Lin Ningjing, Sun Xiuhua, Zhou Hui, Zou Liqun, Zhou Keshu, Liu Lihong, Yang Haiyan, Hu Kai, Cai Qingqing, Liu Yao, Jin Jie, Zhang Liling, Li Wenyu, Guo Ye, Yang Wei, Luo Feng, Wang Zhenguang, Zhu Rong, Yang Lei, Song Dan, Song Yuqin, Zhu Jun
Department of Lymphoma, Key Laboratory of Carcinogenesis and Translational Research (Ministry of Education/Beijing), Peking University Cancer Hospital and Institute, Beijing.
Department of Medical Oncology, The Second Hospital of Dalian Medical University, Dalian.
Haematologica. 2025 Mar 1;110(3):683-692. doi: 10.3324/haematol.2024.284973.
Patients with relapsed or refractory (R/R) diffuse large B-cell lymphoma (DLBCL) have a poor prognosis. Loncastuximab tesirine (Lonca), an antibody conjugate targeting CD19, has demonstrated significant clinical benefit in R/R DLBCL in a global phase II LOTIS-2 study.
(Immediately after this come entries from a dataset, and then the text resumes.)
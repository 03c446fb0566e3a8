//! Device service — read-side use-cases for device records.
//!
//! Devices register themselves through ingestion; this service only answers
//! queries about them.

use sentra_domain::device::Device;
use sentra_domain::error::{NotFoundError, SentraError};
use sentra_domain::id::DeviceId;

use crate::ports::DeviceRepository;

/// Application service for device queries.
pub struct DeviceService<R> {
    repo: R,
}

impl<R: DeviceRepository> DeviceService<R> {
    /// Create a new service backed by the given repository.
    pub fn new(repo: R) -> Self {
        Self { repo }
    }

    /// Look up a device by id, returning an error if not found.
    ///
    /// # Errors
    ///
    /// Returns [`SentraError::NotFound`] when no device with `id` exists,
    /// or a storage error from the repository.
    #[tracing::instrument(skip(self))]
    pub async fn get_device(&self, id: &DeviceId) -> Result<Device, SentraError> {
        self.repo.get_by_id(id).await?.ok_or_else(|| {
            NotFoundError {
                entity: "Device",
                id: id.to_string(),
            }
            .into()
        })
    }

    /// List all devices.
    ///
    /// # Errors
    ///
    /// Returns a storage error propagated from the repository.
    pub async fn list_devices(&self) -> Result<Vec<Device>, SentraError> {
        self.repo.get_all().await
    }
}

#[cfg(test)]
mod tests {
    use super::*;
    use std::collections::HashMap;
    use std::future::Future;
    use std::sync::Mutex;

    use sentra_domain::device::DeviceStatus;
    use sentra_domain::variant::Variant;

    #[derive(Default)]
    struct InMemoryDeviceRepo {
        store: Mutex<HashMap<DeviceId, Device>>,
    }

    impl DeviceRepository for InMemoryDeviceRepo {
        fn upsert(&self, device: Device) -> impl Future<Output = Result<Device, SentraError>> + Send {
            let mut store = self.store.lock().unwrap();
            store.insert(device.id.clone(), device.clone());
            async { Ok(device) }
        }

        fn get_by_id(
            &self,
            id: &DeviceId,
        ) -> impl Future<Output = Result<Option<Device>, SentraError>> + Send {
            let result = self.store.lock().unwrap().get(id).cloned();
            async { Ok(result) }
        }

        fn get_all(&self) -> impl Future<Output = Result<Vec<Device>, SentraError>> + Send {
            let result: Vec<Device> = self.store.lock().unwrap().values().cloned().collect();
            async { Ok(result) }
        }

        fn count(&self) -> impl Future<Output = Result<u64, SentraError>> + Send {
            let result = self.store.lock().unwrap().len() as u64;
            async move { Ok(result) }
        }

        fn count_by_status(
            &self,
            status: DeviceStatus,
        ) -> impl Future<Output = Result<u64, SentraError>> + Send {
            let result = self
                .store
                .lock()
                .unwrap()
                .values()
                .filter(|d| d.status == status)
                .count() as u64;
            async move { Ok(result) }
        }
    }

    fn make_service() -> DeviceService<InMemoryDeviceRepo> {
        DeviceService::new(InMemoryDeviceRepo::default())
    }

    fn device(raw_id: &str, variant: Variant) -> Device {
        Device::registered(DeviceId::new(raw_id).unwrap(), variant)
    }

    #[tokio::test]
    async fn should_get_device_when_present() {
        let svc = make_service();
        let registered = device("dev_home_01", Variant::Home);
        svc.repo.upsert(registered.clone()).await.unwrap();

        let fetched = svc.get_device(&registered.id).await.unwrap();
        assert_eq!(fetched, registered);
    }

    #[tokio::test]
    async fn should_return_not_found_when_device_missing() {
        let svc = make_service();
        let id = DeviceId::new("dev_ghost_01").unwrap();
        let result = svc.get_device(&id).await;
        assert!(matches!(result, Err(SentraError::NotFound(_))));
    }

    #[tokio::test]
    async fn should_list_all_devices() {
        let svc = make_service();
        svc.repo
            .upsert(device("dev_home_01", Variant::Home))
            .await
            .unwrap();
        svc.repo
            .upsert(device("dev_farm_01", Variant::Farm))
            .await
            .unwrap();

        let all = svc.list_devices().await.unwrap();
        assert_eq!(all.len(), 2);
    }
}
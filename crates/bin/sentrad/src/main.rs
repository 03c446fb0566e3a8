//! # sentrad — sentra daemon
//!
//! Composition root that wires all adapters together and starts the server.
//!
//! ## Responsibilities
//! - Parse configuration (TOML file, env vars)
//! - Initialize tracing
//! - Initialize the `SQLite` connection pool and run migrations
//! - Construct repository implementations (adapters)
//! - Construct application services, injecting repositories via port traits
//! - Spawn the simulator and live-view background tasks when enabled
//! - Build the axum router, bind to a TCP port, and serve
//! - Handle graceful shutdown (SIGTERM/SIGINT)
//!
//! ## Dependency rule
//! This is the **only** crate that depends on all other crates.
//! It is the wiring layer — no domain logic belongs here.

mod config;

use std::sync::Arc;
use std::time::Duration;

use sentra_adapter_http_axum::router;
use sentra_adapter_http_axum::state::AppState;
use sentra_adapter_simulator::SimulatorSettings;
use sentra_adapter_storage_sqlite_sqlx::{Config as DbConfig, SqliteDeviceRepository, SqliteLogStore};
use sentra_app::config_source::StaticVariantConfigs;
use sentra_app::event_bus::InProcessEventBus;
use sentra_app::live;
use sentra_app::services::device_service::DeviceService;
use sentra_app::services::ingest_service::IngestService;
use sentra_app::services::log_service::LogService;

use crate::config::Config;

#[tokio::main]
async fn main() -> anyhow::Result<()> {
    let config = Config::load()?;

    tracing_subscriber::fmt()
        .with_env_filter(tracing_subscriber::EnvFilter::new(&config.logging.filter))
        .init();

    // Database
    let db = DbConfig {
        database_url: config.database.url.clone(),
    }
    .build()
    .await?;
    let pool = db.pool().clone();

    // Event bus
    let event_bus = Arc::new(InProcessEventBus::new(256));

    // Services (each gets its own repository handle over the shared pool)
    let ingest_service = Arc::new(IngestService::new(
        SqliteDeviceRepository::new(pool.clone()),
        SqliteLogStore::new(pool.clone()),
        Arc::clone(&event_bus),
        config.ingest.mode,
    ));
    let device_service = Arc::new(DeviceService::new(SqliteDeviceRepository::new(pool.clone())));
    let log_service = Arc::new(LogService::new(
        SqliteLogStore::new(pool.clone()),
        SqliteDeviceRepository::new(pool),
    ));

    // Background tasks
    if config.simulator.enabled {
        let settings = SimulatorSettings {
            interval: Duration::from_millis(config.simulator.interval_ms),
            self_evaluate: config.simulator.self_evaluate,
            variants: config.simulator.variants.clone(),
        };
        tokio::spawn(sentra_adapter_simulator::run(
            Arc::clone(&ingest_service),
            settings,
        ));
    }
    if config.live_view.enabled {
        tokio::spawn(live::follow(
            event_bus.subscribe(),
            StaticVariantConfigs,
            config.live_view.variant,
        ));
    }

    // HTTP
    let state = AppState::from_arcs(
        ingest_service,
        device_service,
        log_service,
        Arc::new(StaticVariantConfigs),
        Arc::clone(&event_bus),
    );
    let app = router::build(state);

    let bind_addr = config.bind_addr();
    tracing::info!(%bind_addr, "sentrad listening");

    let listener = tokio::net::TcpListener::bind(&bind_addr).await?;
    axum::serve(listener, app)
        .with_graceful_shutdown(shutdown_signal())
        .await?;

    Ok(())
}

async fn shutdown_signal() {
    let ctrl_c = async {
        tokio::signal::ctrl_c()
            .await
            .expect("failed to install Ctrl+C handler");
    };

    #[cfg(unix)]
    let terminate = async {
        tokio::signal::unix::signal(tokio::signal::unix::SignalKind::terminate())
            .expect("failed to install SIGTERM handler")
            .recv()
            .await;
    };

    #[cfg(not(unix))]
    let terminate = std::future::pending::<()>();

    tokio::select! {
        () = ctrl_c => {}
        () = terminate => {}
    }

    tracing::info!("shutdown signal received");
}
//! `SQLite` implementation of [`DeviceRepository`].

use std::future::Future;
use std::str::FromStr;

use sqlx::sqlite::SqliteRow;
use sqlx::{FromRow, Row, SqlitePool};

use sentra_app::ports::DeviceRepository;
use sentra_domain::device::{Device, DeviceStatus};
use sentra_domain::error::SentraError;
use sentra_domain::id::DeviceId;
use sentra_domain::variant::Variant;

use crate::error::StorageError;

/// Wrapper for converting database rows into domain [`Device`].
struct Wrapper(Device);

impl Wrapper {
    fn maybe(value: Option<Self>) -> Option<Device> {
        value.map(|w| w.0)
    }
}

impl<'r> FromRow<'r, SqliteRow> for Wrapper {
    fn from_row(row: &'r SqliteRow) -> Result<Self, sqlx::Error> {
        let id: String = row.try_get("id")?;
        let name: String = row.try_get("name")?;
        let kind: String = row.try_get("kind")?;
        let variant: String = row.try_get("variant")?;
        let status: String = row.try_get("status")?;
        let updated_at: String = row.try_get("updated_at")?;

        let id = DeviceId::from_str(&id).map_err(|err| sqlx::Error::Decode(Box::new(err)))?;
        let variant =
            Variant::from_str(&variant).map_err(|err| sqlx::Error::Decode(Box::new(err)))?;
        let status = match status.as_str() {
            "online" => DeviceStatus::Online,
            _ => DeviceStatus::Offline,
        };
        let updated_at = chrono::DateTime::parse_from_rfc3339(&updated_at)
            .map_err(|err| sqlx::Error::Decode(Box::new(err)))?
            .to_utc();

        Ok(Self(Device {
            id,
            name,
            kind,
            variant,
            status,
            updated_at,
        }))
    }
}

// The upsert touches only the activity fields; name and kind keep whatever
// the record was created with.
const UPSERT: &str = r"
    INSERT INTO devices (id, name, kind, variant, status, updated_at)
    VALUES (?, ?, ?, ?, ?, ?)
    ON CONFLICT(id) DO UPDATE SET
        variant = excluded.variant,
        status = excluded.status,
        updated_at = excluded.updated_at
";
const SELECT_BY_ID: &str = "SELECT * FROM devices WHERE id = ?";
const SELECT_ALL: &str = "SELECT * FROM devices ORDER BY id";
const COUNT: &str = "SELECT COUNT(*) FROM devices";
const COUNT_BY_STATUS: &str = "SELECT COUNT(*) FROM devices WHERE status = ?";

/// `SQLite`-backed device repository.
pub struct SqliteDeviceRepository {
    pool: SqlitePool,
}

impl SqliteDeviceRepository {
    /// Create a new repository using the given connection pool.
    #[must_use]
    pub fn new(pool: SqlitePool) -> Self {
        Self { pool }
    }
}

impl DeviceRepository for SqliteDeviceRepository {
    fn upsert(&self, device: Device) -> impl Future<Output = Result<Device, SentraError>> + Send {
        let pool = self.pool.clone();
        async move {
            sqlx::query(UPSERT)
                .bind(device.id.as_str())
                .bind(&device.name)
                .bind(&device.kind)
                .bind(device.variant.as_str())
                .bind(device.status.to_string())
                .bind(device.updated_at.to_rfc3339())
                .execute(&pool)
                .await
                .map_err(StorageError::from)?;

            Ok(device)
        }
    }

    fn get_by_id(
        &self,
        id: &DeviceId,
    ) -> impl Future<Output = Result<Option<Device>, SentraError>> + Send {
        let pool = self.pool.clone();
        let id = id.clone();
        async move {
            let row: Option<Wrapper> = sqlx::query_as(SELECT_BY_ID)
                .bind(id.as_str())
                .fetch_optional(&pool)
                .await
                .map_err(StorageError::from)?;

            Ok(Wrapper::maybe(row))
        }
    }

    fn get_all(&self) -> impl Future<Output = Result<Vec<Device>, SentraError>> + Send {
        let pool = self.pool.clone();
        async move {
            let rows: Vec<Wrapper> = sqlx::query_as(SELECT_ALL)
                .fetch_all(&pool)
                .await
                .map_err(StorageError::from)?;

            Ok(rows.into_iter().map(|w| w.0).collect())
        }
    }

    fn count(&self) -> impl Future<Output = Result<u64, SentraError>> + Send {
        let pool = self.pool.clone();
        async move {
            let (count,): (i64,) = sqlx::query_as(COUNT)
                .fetch_one(&pool)
                .await
                .map_err(StorageError::from)?;

            Ok(count.unsigned_abs())
        }
    }

    fn count_by_status(
        &self,
        status: DeviceStatus,
    ) -> impl Future<Output = Result<u64, SentraError>> + Send {
        let pool = self.pool.clone();
        async move {
            let (count,): (i64,) = sqlx::query_as(COUNT_BY_STATUS)
                .bind(status.to_string())
                .fetch_one(&pool)
                .await
                .map_err(StorageError::from)?;

            Ok(count.unsigned_abs())
        }
    }
}

#[cfg(test)]
mod tests {
    use super::*;
    use crate::pool::Config;

    async fn setup() -> SqliteDeviceRepository {
        let db = Config {
            database_url: "sqlite::memory:".to_string(),
        }
        .build()
        .await
        .unwrap();
        SqliteDeviceRepository::new(db.pool().clone())
    }

    fn device_id(raw: &str) -> DeviceId {
        DeviceId::new(raw).unwrap()
    }

    fn test_device(raw_id: &str, variant: Variant) -> Device {
        Device::registered(device_id(raw_id), variant)
    }

    #[tokio::test]
    async fn should_create_and_retrieve_device() {
        let repo = setup().await;
        let device = test_device("dev_home_01", Variant::Home);

        repo.upsert(device.clone()).await.unwrap();

        let fetched = repo.get_by_id(&device.id).await.unwrap().unwrap();
        assert_eq!(fetched.id, device.id);
        assert_eq!(fetched.name, "Device dev_home_01");
        assert_eq!(fetched.variant, Variant::Home);
        assert_eq!(fetched.status, DeviceStatus::Online);
    }

    #[tokio::test]
    async fn should_return_none_when_device_not_found() {
        let repo = setup().await;
        let result = repo.get_by_id(&device_id("dev_ghost_01")).await.unwrap();
        assert!(result.is_none());
    }

    #[tokio::test]
    async fn should_refresh_activity_fields_but_preserve_name_on_conflict() {
        let repo = setup().await;
        let mut device = test_device("dev_home_01", Variant::Home);
        device.name = "Hallway Sensor".to_string();
        repo.upsert(device.clone()).await.unwrap();

        // A later ingestion re-registers the device with the generic shape.
        let refreshed = test_device("dev_home_01", Variant::Farm);
        repo.upsert(refreshed).await.unwrap();

        let fetched = repo.get_by_id(&device.id).await.unwrap().unwrap();
        assert_eq!(fetched.name, "Hallway Sensor");
        assert_eq!(fetched.variant, Variant::Farm);
    }

    #[tokio::test]
    async fn should_not_duplicate_on_repeated_upserts() {
        let repo = setup().await;
        for _ in 0..3 {
            repo.upsert(test_device("dev_home_01", Variant::Home))
                .await
                .unwrap();
        }
        assert_eq!(repo.count().await.unwrap(), 1);
    }

    #[tokio::test]
    async fn should_list_all_devices() {
        let repo = setup().await;
        repo.upsert(test_device("dev_home_01", Variant::Home))
            .await
            .unwrap();
        repo.upsert(test_device("dev_farm_01", Variant::Farm))
            .await
            .unwrap();

        let all = repo.get_all().await.unwrap();
        assert_eq!(all.len(), 2);
    }

    #[tokio::test]
    async fn should_count_devices_by_status() {
        let repo = setup().await;
        repo.upsert(test_device("dev_home_01", Variant::Home))
            .await
            .unwrap();
        let mut offline = test_device("dev_farm_01", Variant::Farm);
        offline.status = DeviceStatus::Offline;
        repo.upsert(offline).await.unwrap();

        assert_eq!(repo.count().await.unwrap(), 2);
        assert_eq!(
            repo.count_by_status(DeviceStatus::Online).await.unwrap(),
            1
        );
        assert_eq!(
            repo.count_by_status(DeviceStatus::Offline).await.unwrap(),
            1
        );
    }

    #[tokio::test]
    async fn should_preserve_timestamp_through_roundtrip() {
        let repo = setup().await;
        let device = test_device("dev_traf_01", Variant::Traffic);
        let expected = device.updated_at;
        repo.upsert(device.clone()).await.unwrap();

        let fetched = repo.get_by_id(&device.id).await.unwrap().unwrap();
        assert_eq!(fetched.updated_at, expected);
    }
}
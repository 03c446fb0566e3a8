//! # sentra-domain
//!
//! Pure domain model for the sentra monitoring platform.
//!
//! ## Responsibilities
//! - Foundational types: typed identifiers, error conventions, timestamps
//! - Define **Variants** (the five fixed monitoring contexts)
//! - Define **Metrics** (typed readings keyed by metric name)
//! - Define **Severity** rules (the per-variant evaluation chains)
//! - Define **Ingest events** (the unit of real-time fan-out)
//! - Define **Devices** and **Log records** (persisted projections)
//! - Define the static **variant configuration** table (thresholds + widgets)
//! - Contain all invariant enforcement and domain logic
//!
//! ## Dependency rule
//! This crate has **no internal dependencies**.
//! It must never import anything from `app`, adapters, or external IO crates.
//! All IO boundaries are expressed as traits in the `app` crate (ports).

pub mod error;
pub mod id;
pub mod time;

pub mod device;
pub mod event;
pub mod log;
pub mod metrics;
pub mod severity;
pub mod variant;
pub mod variant_config;
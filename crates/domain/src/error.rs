//! Common error types used across the workspace.
//!
//! Each layer defines its own typed errors and converts into [`SentraError`]
//! via `#[from]` or an explicit boxing conversion (storage adapters).

/// Top-level error enum shared by services and adapters.
#[derive(Debug, thiserror::Error)]
pub enum SentraError {
    /// A domain invariant or request precondition failed.
    #[error("validation error")]
    Validation(#[from] ValidationError),

    /// A lookup target does not exist. Recoverable for callers.
    #[error("not found")]
    NotFound(#[from] NotFoundError),

    /// A persistence operation failed. The source carries the adapter detail.
    #[error("storage error")]
    Storage(#[source] Box<dyn std::error::Error + Send + Sync>),
}

/// Violated domain invariants.
#[derive(Debug, PartialEq, Eq, thiserror::Error)]
pub enum ValidationError {
    /// A device identifier was empty or missing.
    #[error("device id must not be empty")]
    EmptyDeviceId,

    /// An ingestion request carried no metrics at all.
    #[error("metrics must not be empty")]
    EmptyMetrics,

    /// A display name was empty.
    #[error("name must not be empty")]
    EmptyName,
}

/// A lookup by identifier found nothing.
#[derive(Debug, thiserror::Error)]
#[error("{entity} not found: {id}")]
pub struct NotFoundError {
    /// Human-readable kind of the missing record (e.g. `"Device"`).
    pub entity: &'static str,
    /// The identifier that was looked up.
    pub id: String,
}

#[cfg(test)]
mod tests {
    use super::*;

    #[test]
    fn should_format_not_found_with_entity_and_id() {
        let err = NotFoundError {
            entity: "Device",
            id: "dev_home_01".to_string(),
        };
        assert_eq!(err.to_string(), "Device not found: dev_home_01");
    }

    #[test]
    fn should_convert_validation_error_into_sentra_error() {
        let err: SentraError = ValidationError::EmptyDeviceId.into();
        assert!(matches!(
            err,
            SentraError::Validation(ValidationError::EmptyDeviceId)
        ));
    }

    #[test]
    fn should_convert_not_found_error_into_sentra_error() {
        let err: SentraError = NotFoundError {
            entity: "Variant",
            id: "office".to_string(),
        }
        .into();
        assert!(matches!(err, SentraError::NotFound(_)));
    }
}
In the China bridging pivotal phase II OL-ADCT-402-001 study, eligible patients aged ≥18 years with R/R DLBCL who had failed ≥2 lines of systemic therapies were enrolled and treated every 3 weeks with 150 μg/kg Lonca for two cycles; then 75 μg/kg for subsequent cycles (up to 1 year). The primary endpoint was overall response rate (ORR) assessed by an independent review committee. Primary analyses for efficacy and safety were performed on the patients who received at least one treatment and had at least 6 months of follow-up following an initial documented response. As of data cutoff, 64 patients received Lonca (median 4.0 cycles; range, 1-17). The median number of prior lines of therapies was 3.0 (range, 2-12). The ORR was 51.6% (95% confidence interval [CI]: 38.7-64.2), and the complete response rate was 23.4%. Hematological events accounted for the majority of the most common (≥15%) grade ≥3 treatment-emergent adverse events (TEAE), in which increased γ-glutamyltransferase (25.0%), and hypokalaemia (18.8%) also were reported. Serious TEAE were reported in 35 of 64 patients with four fatal TEAE. In conclusion, Lonca monotherapy demonstrated clinically meaningful efficacy and was well-tolerated in heavily pretreated Chinese patients with R/R DLBCL, which was consistent with the results of the LOTIS-2 study in Caucasian patients.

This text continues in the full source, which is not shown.